When discussing whether an election was fair and democratic most people tend to focus on vote counting. This election shows however that distortions of election results start much earlier than that, e.g. when the candidates are registered — two candidates were excluded for bureaucratic reasons. Even more importantly, the equal opportunity rule was severely violated here. There is little to none independent press or television in Russia, so the news were as usually following Putin closely and uncritically. The opposition candidates on the other hand got far less attention and were presented in an unfavorable light.
The rhetoric used by Putin and his staff in the election campaign is worth mentioning. He did his best to badmouth the opposition, insinuate criminal and anti-Russian motives. Most remarkably however, he revived the old foreign intervention stories: the opposition was directly or indirectly accused of serving US interests. In best Soviet tradition no proof of US involvement was given nor any reason why the US would be interested in a leadership change in Russia. But it seems to have worked: there is apparently still a large population in Russia that buys such primitive stories about external sources of internal problems.

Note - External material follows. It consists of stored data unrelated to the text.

//! Myanmar year classification: watat detection and the start of the year.
//!
//! A year is classified from two quantities per era: the excess of the
//! solar year count over whole lunar months, which decides whether the
//! year carries an intercalary month, and the full moon day of (second)
//! Waso, which pins the year to the lunar cycle. Only watat years give an
//! exact full moon, so ordinary years are counted forward from the nearest
//! watat year before them.

use crate::consts::{
    BIG_WATAT_YEAR_DAYS, COMMON_YEAR_DAYS, ERAS, Era, KALI_YUGA_OFFSET, LITTLE_WATAT_YEAR_DAYS,
    LUNAR_MONTH, MAX_MYANMAR_YEAR, MIN_MYANMAR_YEAR, MYANMAR_EPOCH, SOLAR_YEAR,
    TAGU_BEFORE_FULL_MOON, WATAT_LOOKBACK,
};
use crate::error::{CalendarError, InvalidInput};
use crate::julian::JulianDay;
use crate::prelude::*;
use serde::{Deserialize, Serialize};
use tracing::debug;

/// Ordinary, little watat or big watat.
#[derive(Debug, Clone, Copy, PartialEq, Eq, Hash, Display, Serialize, Deserialize)]
pub enum YearType {
    #[display(fmt = "common")]
    Common,
    /// Watat year with an intercalary month.
    #[display(fmt = "little watat")]
    LittleWatat,
    /// Watat year with an intercalary month and an extra day in Nayon.
    #[display(fmt = "big watat")]
    BigWatat,
}

impl YearType {
    /// Returns `true` if the year carries First Waso.
    pub const fn is_watat(self) -> bool {
        !matches!(self, Self::Common)
    }

    /// Returns `true` if Nayon also has 30 days.
    pub const fn is_big_watat(self) -> bool {
        matches!(self, Self::BigWatat)
    }

    /// Number of days from the 1st of Tagu to the next 1st of Tagu.
    pub const fn length(self) -> u16 {
        match self {
            Self::Common => COMMON_YEAR_DAYS,
            Self::LittleWatat => LITTLE_WATAT_YEAR_DAYS,
            Self::BigWatat => BIG_WATAT_YEAR_DAYS,
        }
    }
}

/// Classification of one Myanmar year.
///
/// Only built by [`classify_year`], so it serializes but never
/// deserializes.
#[derive(Debug, Clone, Copy, PartialEq, Eq, Hash, Serialize)]
pub struct MyanmarYearInfo {
    year: i64,
    year_type: YearType,
    start: i64,
    full_moon: i64,
}

impl MyanmarYearInfo {
    /// Myanmar Era year number.
    pub const fn year(&self) -> i64 {
        self.year
    }

    /// Returns whether the year is common, little watat or big watat.
    pub const fn year_type(&self) -> YearType {
        self.year_type
    }

    /// Returns `true` for little and big watat years.
    pub const fn is_watat(&self) -> bool {
        self.year_type.is_watat()
    }

    /// Returns `true` for big watat years.
    pub const fn is_big_watat(&self) -> bool {
        self.year_type.is_big_watat()
    }

    /// Returns the number of days from this year's 1st of Tagu to the next.
    pub const fn length(&self) -> u16 {
        self.year_type.length()
    }

    /// Julian day number of the 1st waxing of Tagu.
    pub const fn start_day_number(&self) -> i64 {
        self.start
    }

    /// Julian Day at the midnight starting the 1st waxing of Tagu.
    pub fn start_day(&self) -> JulianDay {
        JulianDay::from_day_number(self.start)
    }

    /// Julian day number of the full moon of Waso (Second Waso in a watat
    /// year).
    pub const fn full_moon_day_number(&self) -> i64 {
        self.full_moon
    }
}

/// Watat status and Waso full moon of a single year, before anchoring.
#[derive(Debug, Clone, Copy)]
struct WatatTest {
    full_moon: i64,
    is_watat: bool,
}

impl Era {
    /// The era a Myanmar year belongs to, if the calendar knows it.
    pub fn for_year(year: i64) -> Option<&'static Self> {
        ERAS.iter().find(|era| year >= era.first_year)
    }

    fn full_moon_offset_for(&self, year: i64) -> f64 {
        self.full_moon_offset
            + self
                .full_moon_exceptions
                .iter()
                .find(|(y, _)| *y == year)
                .map_or(0.0, |(_, days)| *days)
    }

    fn watat_exception_for(&self, year: i64) -> Option<bool> {
        self.watat_exceptions
            .iter()
            .find(|(y, _)| *y == year)
            .map(|(_, watat)| *watat)
    }
}

fn watat_test(year: i64) -> Result<WatatTest, CalendarError> {
    let era = Era::for_year(year).ok_or(InvalidInput::OutOfRange { year })?;

    // mean excess of a twelfth of the solar year over a lunar month
    let monthly_excess = SOLAR_YEAR / 12.0 - LUNAR_MONTH;
    let adjust_threshold = monthly_excess * (12.0 - era.intercalation);
    let mut excess = (SOLAR_YEAR * (year + KALI_YUGA_OFFSET) as f64) % LUNAR_MONTH;
    if excess < adjust_threshold {
        excess += LUNAR_MONTH;
    }

    let full_moon = (SOLAR_YEAR * year as f64 + MYANMAR_EPOCH - excess
        + 4.5 * LUNAR_MONTH
        + era.full_moon_offset_for(year))
    .round() as i64;

    let watat_threshold = LUNAR_MONTH - monthly_excess * era.intercalation;
    let is_watat = era
        .watat_exception_for(year)
        .unwrap_or(excess >= watat_threshold);

    Ok(WatatTest {
        full_moon,
        is_watat,
    })
}

/// Classifies a Myanmar year and finds the day it starts on.
///
/// # Errors
/// Returns `InvalidInput::OutOfRange` for years outside
/// `MIN_MYANMAR_YEAR..=MAX_MYANMAR_YEAR`, and
/// `CalendarError::YearClassificationUnresolved` when no watat year within
/// `WATAT_LOOKBACK` years anchors it.
///
/// ```
/// use myanmar_date::{classify_year, YearType};
///
/// let info = classify_year(1385).unwrap();
/// assert_eq!(info.year_type(), YearType::BigWatat);
/// assert_eq!(info.length(), 385);
/// ```
#[tracing::instrument(level = "trace")]
pub fn classify_year(year: i64) -> Result<MyanmarYearInfo, CalendarError> {
    if !(MIN_MYANMAR_YEAR..=MAX_MYANMAR_YEAR).contains(&year) {
        return Err(InvalidInput::OutOfRange { year }.into());
    }

    let this = watat_test(year)?;
    let mut anchor = None;
    for back in 1..=WATAT_LOOKBACK {
        let candidate = watat_test(year - back)?;
        if candidate.is_watat {
            anchor = Some((back, candidate));
            break;
        }
    }
    let unresolved = CalendarError::YearClassificationUnresolved {
        year,
        lookback: WATAT_LOOKBACK,
    };
    let Some((back, anchor)) = anchor else {
        return Err(unresolved);
    };

    let counted_full_moon = anchor.full_moon + i64::from(COMMON_YEAR_DAYS) * back;
    let (year_type, full_moon) = if this.is_watat {
        // Waso full moons of consecutive watat years are 30 or 31 days
        // apart modulo a common year.
        match (this.full_moon - anchor.full_moon).rem_euclid(i64::from(COMMON_YEAR_DAYS)) {
            30 => (YearType::LittleWatat, this.full_moon),
            31 => (YearType::BigWatat, this.full_moon),
            _ => return Err(unresolved),
        }
    } else {
        (YearType::Common, counted_full_moon)
    };

    let info = MyanmarYearInfo {
        year,
        year_type,
        start: counted_full_moon - TAGU_BEFORE_FULL_MOON,
        full_moon,
    };
    debug!(year, %year_type, start = info.start, anchor_back = back, "classified year");
    Ok(info)
}

#[cfg(test)]
mod tests {
    use super::*;

    #[test]
    fn test_year_types() {
        for (year, expected) in [
            (1312, YearType::BigWatat),
            (1361, YearType::LittleWatat),
            (1377, YearType::BigWatat),
            (1381, YearType::Common),
            (1382, YearType::LittleWatat),
            (1383, YearType::Common),
            (1384, YearType::Common),
            (1385, YearType::BigWatat),
            (1386, YearType::Common),
            (1387, YearType::Common),
            (1388, YearType::BigWatat),
        ] {
            assert_eq!(classify_year(year).unwrap().year_type(), expected, "ME {year}");
        }
    }

    #[test]
    fn test_decreed_watat_exceptions() {
        // ME 1344 was declared watat in place of ME 1345.
        assert!(classify_year(1344).unwrap().is_watat());
        assert!(!classify_year(1345).unwrap().is_watat());
    }

    #[test]
    fn test_start_days() {
        for (year, start, full_moon) in [
            (1344, 2_445_054, 2_445_186),
            (1361, 2_451_255, 2_451_387),
            (1377, 2_457_102, 2_457_235),
            (1381, 2_458_579, 2_458_681),
            (1385, 2_460_025, 2_460_158),
            (1387, 2_460_764, 2_460_866),
        ] {
            let info = classify_year(year).unwrap();
            assert_eq!(info.start_day_number(), start, "ME {year} start");
            assert_eq!(info.full_moon_day_number(), full_moon, "ME {year} full moon");
        }
    }

    #[test]
    fn test_start_day_is_midnight() {
        let info = classify_year(1381).unwrap();
        assert_eq!(info.start_day().to_gregorian().unwrap(), (2019, 4, 5));
        assert_eq!(info.start_day().get(), 2_458_578.5);
    }

    #[test]
    fn test_year_lengths_match_start_days() {
        for year in 1312..1500 {
            let this = classify_year(year).unwrap();
            let next = classify_year(year + 1).unwrap();
            assert_eq!(
                next.start_day_number() - this.start_day_number(),
                i64::from(this.length()),
                "ME {year} ({})",
                this.year_type()
            );
        }
    }

    #[test]
    fn test_start_day_strictly_increases() {
        let mut previous = classify_year(MIN_MYANMAR_YEAR).unwrap().start_day_number();
        for year in MIN_MYANMAR_YEAR + 1..=2500 {
            let start = classify_year(year).unwrap().start_day_number();
            assert!(start > previous, "ME {year}");
            previous = start;
        }
    }

    #[test]
    fn test_watat_cadence() {
        let watat_years: Vec<i64> = (MIN_MYANMAR_YEAR..=3000)
            .filter(|&y| classify_year(y).unwrap().is_watat())
            .collect();
        for pair in watat_years.windows(2) {
            let gap = pair[1] - pair[0];
            assert!((2..=3).contains(&gap), "gap {gap} after ME {}", pair[0]);
        }
        // seven intercalations in nineteen years, on average
        let ratio = watat_years.len() as f64 / (3000 - MIN_MYANMAR_YEAR + 1) as f64;
        assert!((ratio - 7.0 / 19.0).abs() < 0.01, "ratio {ratio}");
    }

    #[test]
    fn test_out_of_range_years() {
        assert!(matches!(
            classify_year(1311),
            Err(CalendarError::InvalidInput(InvalidInput::OutOfRange {
                year: 1311
            }))
        ));
        assert!(classify_year(MAX_MYANMAR_YEAR).is_ok());
        assert!(classify_year(MAX_MYANMAR_YEAR + 1).is_err());
    }

    #[test]
    fn test_era_lookup() {
        assert_eq!(Era::for_year(1312).map(|e| e.first_year), Some(1312));
        assert_eq!(Era::for_year(1311).map(|e| e.first_year), Some(1217));
        assert!(Era::for_year(1216).is_none());
    }

    #[test]
    fn test_year_info_serializes() {
        let json = serde_json::to_string(&classify_year(1385).unwrap()).unwrap();
        assert_eq!(
            json,
            r#"{"year":1385,"year_type":"BigWatat","start":2460025,"full_moon":2460158}"#
        );
    }

    #[test]
    fn test_year_type_lengths() {
        assert_eq!(YearType::Common.length(), 354);
        assert_eq!(YearType::LittleWatat.length(), 384);
        assert_eq!(YearType::BigWatat.length(), 385);
        assert!(!YearType::Common.is_watat());
        assert!(YearType::LittleWatat.is_watat());
        assert!(!YearType::LittleWatat.is_big_watat());
        assert!(YearType::BigWatat.is_big_watat());
    }
}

Given the massive pre-election propaganda, nobody was seriously doubting Putin’s victory. So while an unprecedented number of people enlisted as election monitors it was doubtful that they would find anything — with the preparations already done Putin could simply lean back and let people enjoy “fair” elections. Yet the web today is full of well-documented reports describing a wide range of falsifications. Often the issue can even be easily seen in the official results, e.g. the anomalously high absentee ballot counts for some of the polling stations with similarly anomalously high Putin vote counts. While such irregularities cannot be entirely prevented of course, the important factor is that in many cases the same falsification approach was taken for a large area which quite certainly means that it has been dictated from above (e.g. while election monitors reported relatively few manipulations of vote count protocols this issue is strikingly prevalent in St. Petersburg). The issues are obvious enough that heads should rolls — in a democratic country. This won’t happen in Russia of course as the aftermath of the legislative election in December has shown. The courts will cover up and reject the complains with bogus reasoning, independent courts don’t exist in Russia.

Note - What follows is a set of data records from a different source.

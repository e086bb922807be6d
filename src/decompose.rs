//! Julian Day to Myanmar date.

use crate::consts::{MAX_MYANMAR_YEAR, MIN_MYANMAR_YEAR, MYANMAR_EPOCH, SOLAR_YEAR};
use crate::date::MyanmarDate;
use crate::error::{CalendarError, InvalidInput};
use crate::julian::JulianDay;
use crate::month::MyanmarMonth;
use crate::year::classify_year;
use tracing::{error, trace};

/// Mean month length used by the closed-form month split.
const MEAN_MONTH: f64 = 29.544;
/// Phase offset of the closed-form month split.
const MONTH_OFFSET: f64 = 29.26;

/// Myanmar year whose new year has passed on day `jdn`.
fn estimate_year(jdn: i64) -> Result<i64, InvalidInput> {
    let year = ((jdn as f64 - 0.5 - MYANMAR_EPOCH) / SOLAR_YEAR).floor() as i64;
    if (MIN_MYANMAR_YEAR..=MAX_MYANMAR_YEAR).contains(&year) {
        Ok(year)
    } else {
        Err(InvalidInput::OutOfRange { year })
    }
}

/// Converts a Julian Day into a Myanmar date.
///
/// The Myanmar year number changes at the new year in April, while the
/// month count restarts at the 1st of Tagu a few days earlier. Days past the
/// end of the Tagu-to-Tagu year therefore stay in the old year as
/// Late Tagu and Late Kason.
///
/// # Errors
/// Returns `InvalidInput` for non-finite input or dates outside the
/// supported Myanmar years, `YearClassificationUnresolved` if the year
/// cannot be anchored, and `UnknownMonthIndex` if the month split lands
/// outside the month table (a bug).
///
/// ```
/// use myanmar_date::{decompose, JulianDay, MoonPhase, MyanmarMonth};
///
/// let date = decompose(JulianDay::from_gregorian(2025, 10, 6)).unwrap();
/// assert_eq!(date.month(), MyanmarMonth::Thadingyut);
/// assert_eq!(date.moon_phase(), MoonPhase::FullMoon);
/// ```
#[tracing::instrument(level = "trace")]
pub fn decompose(jd: JulianDay) -> Result<MyanmarDate, CalendarError> {
    let jdn = jd.day_number()?;
    let year = estimate_year(jdn)?;
    let info = classify_year(year)?;
    let year_type = info.year_type();

    let big = i64::from(year_type.is_big_watat());
    let common = i64::from(!year_type.is_watat());
    let year_length = i64::from(info.length());

    // 1-based day counted from the 1st of Tagu
    let mut day_of_year = jdn - info.start_day_number() + 1;
    let late = (day_of_year - 1).div_euclid(year_length);
    day_of_year -= late * year_length;

    // past Nayon the big watat day and the missing First Waso shift the
    // month boundaries
    let shift = (day_of_year + 423).div_euclid(512);
    let mut index = (((day_of_year - big * shift + common * shift * 30) as f64 + MONTH_OFFSET)
        / MEAN_MONTH)
        .floor() as i64;
    let after_nayon = (index + 12).div_euclid(16);
    let ordinary_after_nayon = (index + 11).div_euclid(16);
    let day = day_of_year - (MEAN_MONTH * index as f64 - MONTH_OFFSET).floor() as i64
        - big * after_nayon
        + common * ordinary_after_nayon * 30;
    index += ordinary_after_nayon * 3 - after_nayon * 4 + 12 * late;

    let month = MyanmarMonth::from_index(index).inspect_err(|err| {
        error!(%err, jdn, year, day_of_year, "month split left the month table");
    })?;
    let day = u8::try_from(day)
        .ok()
        .filter(|d| (1..=month.length(year_type)).contains(d))
        .ok_or_else(|| {
            error!(jdn, year, index, day, "month split produced an impossible day");
            CalendarError::UnknownMonthIndex { index }
        })?;

    trace!(year, index, day, "decomposed");
    Ok(MyanmarDate {
        day_number: jdn,
        year,
        year_type,
        month,
        day,
    })
}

One question appears quite frequently in the discussions: Why were these falsifications necessary? Putin would have won either way given his unfair advantage over all other candidates. One theory is that Putin absolutely needed to demonstrate his superiority over the opposition. The other is that he needed to know which governors were loyal to him and the governors went out of their way to provide the best vote counts. Personally, I feel that both theories get it wrong. For example, they don’t explain why Putin suggested putting up web cams on all election stations (quite a remarkable feat given the limited time). One can consider these cameras security theater of course as they recorded extremely few manipulations, avoiding two cameras with a fixed viewing angle wasn’t hard. But they did make manipulations harder and they did make it simpler for election monitors to prove that the videos they recorded are real.

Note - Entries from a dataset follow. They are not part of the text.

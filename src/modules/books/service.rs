use futures_util::{Stream, TryStreamExt};

use book_db::{Pageable, RepositoryResult};

use super::mapper;
use super::models::BookDto;
use super::repository::BookRepository;

/// Book use cases expressed in DTOs.
#[derive(Clone, Debug)]
pub struct BookService {
    repository: BookRepository,
}

impl BookService {
    pub fn new(repository: BookRepository) -> Self {
        Self { repository }
    }

    pub async fn save(&self, dto: BookDto) -> RepositoryResult<BookDto> {
        tracing::debug!(target: "books", ?dto, "Request to save Book");
        let saved = self.repository.save(mapper::to_entity(dto)).await?;
        Ok(mapper::to_dto(&saved))
    }

    pub async fn update(&self, dto: BookDto) -> RepositoryResult<BookDto> {
        tracing::debug!(target: "books", ?dto, "Request to update Book");
        let saved = self.repository.save(mapper::to_entity(dto)).await?;
        Ok(mapper::to_dto(&saved))
    }

    /// Merge the supplied fields into the stored book.
    ///
    /// Returns `None` when no book carries `dto.id`.
    pub async fn partial_update(&self, dto: BookDto) -> RepositoryResult<Option<BookDto>> {
        tracing::debug!(target: "books", ?dto, "Request to partially update Book");
        let Some(id) = dto.id else {
            return Ok(None);
        };
        let Some(existing) = self.repository.find_by_id(id).await? else {
            return Ok(None);
        };

        let saved = self
            .repository
            .save(mapper::partial_update(existing, &dto))
            .await?;
        Ok(Some(mapper::to_dto(&saved)))
    }

    pub fn find_all(
        &self,
        pageable: &Pageable,
    ) -> impl Stream<Item = RepositoryResult<BookDto>> + Send + 'static {
        tracing::debug!(target: "books", page = pageable.page, size = pageable.size, "Request to get all Books");
        self.repository
            .find_all_by(Some(pageable))
            .map_ok(|book| mapper::to_dto(&book))
    }

    pub async fn count_all(&self) -> RepositoryResult<u64> {
        self.repository.count().await
    }

    pub async fn find_one(&self, id: i64) -> RepositoryResult<Option<BookDto>> {
        tracing::debug!(target: "books", id, "Request to get Book");
        Ok(self
            .repository
            .find_by_id(id)
            .await?
            .map(|book| mapper::to_dto(&book)))
    }

    pub async fn delete(&self, id: i64) -> RepositoryResult<()> {
        tracing::debug!(target: "books", id, "Request to delete Book");
        self.repository.delete_by_id(id).await
    }

    pub async fn exists(&self, id: i64) -> RepositoryResult<bool> {
        self.repository.exists_by_id(id).await
    }
}

#[cfg(test)]
mod tests {
    use super::*;
    use crate::modules::books::test_support::repository;

    async fn service() -> BookService {
        BookService::new(repository().await)
    }

    fn dto(title: &str, author: &str) -> BookDto {
        BookDto {
            id: None,
            title: Some(title.into()),
            description: None,
            author: Some(author.into()),
        }
    }

    #[tokio::test]
    async fn save_then_find_one() {
        let service = service().await;
        let saved = service.save(dto("Dune", "Herbert")).await.unwrap();
        let id = saved.id.unwrap();

        let found = service.find_one(id).await.unwrap().unwrap();
        assert_eq!(found.title.as_deref(), Some("Dune"));
        assert_eq!(found.author.as_deref(), Some("Herbert"));
        assert!(service.exists(id).await.unwrap());
    }

    #[tokio::test]
    async fn partial_update_merges_into_stored_row() {
        let service = service().await;
        let saved = service
            .save(BookDto {
                description: Some("original".into()),
                ..dto("Dune", "Herbert")
            })
            .await
            .unwrap();

        let patched = service
            .partial_update(BookDto {
                id: saved.id,
                title: Some("Dune Messiah".into()),
                ..BookDto::default()
            })
            .await
            .unwrap()
            .unwrap();

        assert_eq!(patched.title.as_deref(), Some("Dune Messiah"));
        assert_eq!(patched.description.as_deref(), Some("original"));
        assert_eq!(patched.author.as_deref(), Some("Herbert"));
    }

    #[tokio::test]
    async fn partial_update_of_missing_book_is_none() {
        let service = service().await;
        let result = service
            .partial_update(BookDto {
                id: Some(77),
                title: Some("Nothing".into()),
                ..BookDto::default()
            })
            .await
            .unwrap();
        assert!(result.is_none());
    }

    #[tokio::test]
    async fn find_all_pages_and_counts() {
        let service = service().await;
        for title in ["Alpha", "Beloved", "Carrie"] {
            service.save(dto(title, "Various")).await.unwrap();
        }

        let page: Vec<BookDto> = service
            .find_all(&Pageable::of_size(1, 2))
            .try_collect()
            .await
            .unwrap();
        assert_eq!(page.len(), 1);
        assert_eq!(service.count_all().await.unwrap(), 3);
    }

    #[tokio::test]
    async fn delete_removes_book() {
        let service = service().await;
        let id = service.save(dto("Dune", "Herbert")).await.unwrap().id.unwrap();

        service.delete(id).await.unwrap();
        assert!(service.find_one(id).await.unwrap().is_none());
    }
}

It appears to me that Putin doesn’t really controls the governors, their relationship being rather one of mutual dependency. Putin’s power is based on the loyalty of the governors he appointed (Putin disposed of governor elections in 2005), he rewards them by overlooking their corruption involvement. The governors on the other hand depend on Putin because a new president might stop their illegal income. In fact, the idea of Putin losing the election must be horrifying for them — enough to falsify election results just to be on the safe side, no matter what Putin himself thinks about that. And they have nothing to be afraid of, Putin wouldn’t undermine his power by moving against them, at most he would sacrifice a pawn — somebody on the lower levels would take the blame.
What does this all mean for the democracy we are living in? In my opinion, having Germany in mind:
- An independent press (bloggers included) that will critically inspect everything that the government is doing is extremely important. This sounds trivial but especially the “critically inspect” part comes short occasionally or ends up in hysteria beyond any reason.
- Ideally, the mass media should recognize populist statements as such and treat them accordingly, these shouldn’t be a tool that mainstream parties can afford using. Well, wishful thinking but at least the situation in Germany is nowhere near being comparable to Russia.
- One really gets to appreciate that Germany doesn’t concentrate all power in a single person, that’s a historical lesson well-learned. The German chancellor has far less power than the Russian president — in addition to having to deal with independent governments in federal states.
- Independent courts are not optional, they are rather an essential part of a working democracy.